**RECORDS SHOWN:**

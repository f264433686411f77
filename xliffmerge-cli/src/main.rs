use clap::Parser;
use tracing_subscriber::EnvFilter;
use xliffmerge_cli::{ExistingStrategy, MergeCommand, run_merge_command};

/// Merge gettext PO translations into an XLIFF 1.2 document.
///
/// The amended document is written to stdout; redirect it to save it.
#[derive(Parser, Debug)]
#[command(name = "po2xliff", author, version, about, long_about = None)]
struct Args {
    /// Enable debug logging on stderr
    #[arg(short, long)]
    debug: bool,

    /// The XLIFF document to add targets to
    #[arg(short = 'x', long = "xml", value_name = "FILE")]
    xml: String,

    /// The PO catalog holding the translations
    #[arg(short, long, value_name = "FILE")]
    po: String,

    /// Replace the built-in special-case table with a JSON or TOML map
    #[arg(long, value_name = "FILE", conflicts_with = "no_special_cases")]
    special_cases: Option<String>,

    /// Disable the special-case fallback entirely
    #[arg(long)]
    no_special_cases: bool,

    /// What to do with units that already have a target
    #[arg(long, value_enum, default_value_t = ExistingStrategy::Overwrite)]
    existing: ExistingStrategy,

    /// Print merge statistics as JSON on stderr
    #[arg(long)]
    stats: bool,
}

fn init_logging(debug: bool) {
    let default = if debug {
        "warn,xliffmerge=debug,xliffmerge_cli=debug"
    } else {
        "warn"
    };
    let filter = EnvFilter::try_from_default_env().unwrap_or_else(|_| EnvFilter::new(default));

    tracing_subscriber::fmt()
        .with_env_filter(filter)
        .with_writer(std::io::stderr)
        .with_target(false)
        .init();
}

fn main() {
    let args = Args::parse();
    init_logging(args.debug);

    let command = MergeCommand {
        xliff: args.xml,
        po: args.po,
        special_cases: args.special_cases,
        no_special_cases: args.no_special_cases,
        existing: args.existing,
        stats: args.stats,
    };

    match run_merge_command(command) {
        Ok(xml) => print!("{}", xml),
        Err(e) => {
            eprintln!("Error: {}", e);
            std::process::exit(1);
        }
    }
}
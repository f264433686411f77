//! All error types for the xliffmerge crate.
//!
//! Every stage of the merge is fatal on failure: these are returned from
//! parsing, key derivation, target synthesis and serialization alike.

use thiserror::Error;

#[derive(Error, Debug)]
pub enum Error {
    #[error("XML parse error: {0}")]
    XmlParse(#[from] quick_xml::Error),

    #[error("I/O error: {0}")]
    Io(#[from] std::io::Error),

    #[error("JSON error: {0}")]
    Json(#[from] serde_json::Error),

    #[error("PO parse error at line {line}: {message}")]
    PoParse { line: usize, message: String },

    #[error("invalid document: {0}")]
    InvalidDocument(String),

    #[error("Unrecognized node in source: {0}")]
    UnrecognizedNode(String),

    #[error("X with no attributes? {0}")]
    MissingAttributes(String),

    #[error(
        "Could not find placeholder `{key}` in source {node}; known keys: [{}]",
        .known.join(", ")
    )]
    UnresolvedPlaceholder {
        key: String,
        node: String,
        known: Vec<String>,
    },

    #[error("trans-unit `{0}` already has a target")]
    TargetConflict(String),

    #[error("invalid data: {0}")]
    DataMismatch(String),
}

impl Error {
    /// Creates a PO parse error for the given 1-based line.
    pub fn po_parse(line: usize, message: impl Into<String>) -> Self {
        Error::PoParse {
            line,
            message: message.into(),
        }
    }
}

#[cfg(test)]
mod tests {
    use super::*;
    use std::io;

    #[test]
    fn test_io_error() {
        let io_error = io::Error::new(io::ErrorKind::NotFound, "File not found");
        let error = Error::Io(io_error);
        assert!(error.to_string().contains("I/O error"));
    }

    #[test]
    fn test_po_parse_error_names_line() {
        let error = Error::po_parse(12, "unterminated string");
        assert_eq!(
            error.to_string(),
            "PO parse error at line 12: unterminated string"
        );
    }

    #[test]
    fn test_unrecognized_node_message() {
        let error = Error::UnrecognizedNode("<g id=\"1\"/>".to_string());
        assert!(error.to_string().starts_with("Unrecognized node in source"));
    }

    #[test]
    fn test_missing_attributes_message() {
        let error = Error::MissingAttributes("<x/>".to_string());
        assert!(error.to_string().contains("X with no attributes?"));
    }

    #[test]
    fn test_unresolved_placeholder_lists_known_keys() {
        let error = Error::UnresolvedPlaceholder {
            key: "99".to_string(),
            node: "<source>Hi <x id=\"0\"/></source>".to_string(),
            known: vec!["0".to_string(), "name".to_string()],
        };
        let message = error.to_string();
        assert!(message.contains("`99`"));
        assert!(message.contains("<source>Hi <x id=\"0\"/></source>"));
        assert!(message.contains("[0, name]"));
    }

    #[test]
    fn test_target_conflict_message() {
        let error = Error::TargetConflict("greeting".to_string());
        assert_eq!(
            error.to_string(),
            "trans-unit `greeting` already has a target"
        );
    }

    #[test]
    fn test_error_debug() {
        let error = Error::InvalidDocument("no <body>".to_string());
        let debug = format!("{:?}", error);
        assert!(debug.contains("InvalidDocument"));
        assert!(debug.contains("no <body>"));
    }
}
use serde_json::json;
use xliffmerge::MergeReport;

/// Build the JSON summary of one merge run.
pub fn stats_json(report: &MergeReport) -> serde_json::Value {
    let percent = if report.units == 0 {
        100.0
    } else {
        (report.translated as f64) * 100.0 / (report.units as f64)
    };
    json!({
        "summary": {
            "units": report.units,
            "translated": report.translated,
            "untranslated": report.untranslated,
            "completion_percent": percent,
        },
        "report": report,
    })
}

/// Print the merge statistics on stderr; stdout is reserved for the document.
pub fn print_stats(report: &MergeReport) -> Result<(), String> {
    let rendered = serde_json::to_string_pretty(&stats_json(report)).map_err(|e| e.to_string())?;
    eprintln!("{}", rendered);
    Ok(())
}
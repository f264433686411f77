//! The two file formats the merge reads: XLIFF 1.2 and gettext PO.
//!
//! [`FormatType`] names them for generic handling, e.g. sanity-checking
//! file names passed on the command line.

pub mod po;
pub mod xliff;

use std::{
    fmt::{Display, Formatter},
    path::Path,
    str::FromStr,
};

use crate::Error;

/// The supported file formats.
#[derive(Debug, Clone, Copy, PartialEq, Eq)]
pub enum FormatType {
    /// XLIFF 1.2 (`.xlf`, `.xliff`).
    Xliff,
    /// gettext catalog (`.po`, `.pot`).
    Po,
}

impl Display for FormatType {
    fn fmt(&self, f: &mut Formatter<'_>) -> std::fmt::Result {
        match self {
            FormatType::Xliff => write!(f, "xliff"),
            FormatType::Po => write!(f, "po"),
        }
    }
}

/// Accepts `xliff`, `xlf`, `po` and `pot`, case-insensitively.
impl FromStr for FormatType {
    type Err = Error;
    fn from_str(s: &str) -> Result<Self, Self::Err> {
        match s.trim().to_ascii_lowercase().as_str() {
            "xliff" | "xlf" => Ok(FormatType::Xliff),
            "po" | "pot" => Ok(FormatType::Po),
            other => Err(Error::DataMismatch(format!("unknown format `{}`", other))),
        }
    }
}

impl FormatType {
    /// Returns the typical file extension for this format.
    pub fn extension(&self) -> &'static str {
        match self {
            FormatType::Xliff => "xlf",
            FormatType::Po => "po",
        }
    }
}

/// Infers the format from a path's extension.
///
/// ```rust
/// use xliffmerge::formats::{FormatType, infer_format_from_extension};
/// assert_eq!(infer_format_from_extension("messages.fr.xlf"), Some(FormatType::Xliff));
/// assert_eq!(infer_format_from_extension("locale/fr.po"), Some(FormatType::Po));
/// assert_eq!(infer_format_from_extension("notes.txt"), None);
/// ```
pub fn infer_format_from_extension<P: AsRef<Path>>(path: P) -> Option<FormatType> {
    path.as_ref()
        .extension()
        .and_then(|ext| ext.to_str())
        .and_then(|ext| ext.parse().ok())
}
fn write_element<W: Write>(
    xml_writer: &mut Writer<W>,
    element: &Element,
    depth: Option<usize>,
) -> Result<(), Error> {
    let mut start = BytesStart::new(element.name.as_str());
    for (key, value) in &element.attributes {
        start.push_attribute((key.as_str(), value.as_str()));
    }

    match depth {
        Some(depth) if is_structural(element) => {
            let children: Vec<&Node> = element
                .children
                .iter()
                .filter(|n| !n.is_whitespace())
                .collect();
            if children.is_empty() {
                xml_writer.write_event(Event::Empty(start))?;
                return Ok(());
            }
            xml_writer.write_event(Event::Start(start))?;
            for child in children {
                write_indent(xml_writer, depth + 1)?;
                write_node(xml_writer, child, Some(depth + 1))?;
            }
            write_indent(xml_writer, depth)?;
        }
        _ => {
            if element.children.is_empty() {
                xml_writer.write_event(Event::Empty(start))?;
                return Ok(());
            }
            xml_writer.write_event(Event::Start(start))?;
            for child in &element.children {
                write_node(xml_writer, child, None)?;
            }
        }
    }

    xml_writer.write_event(Event::End(BytesEnd::new(element.name.as_str())))?;
    Ok(())
}

fn write_indent<W: Write>(xml_writer: &mut Writer<W>, depth: usize) -> Result<(), Error> {
    let indent = format!("\n{}", INDENT.repeat(depth));
    xml_writer.write_event(Event::Text(BytesText::from_escaped(indent)))?;
    Ok(())
}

**TASK STATEMENT:** If a line of the listing above holds the string "PoParse", copy it.

**REPLY:**
    PoParse { line: usize, message: String },
        Error::PoParse {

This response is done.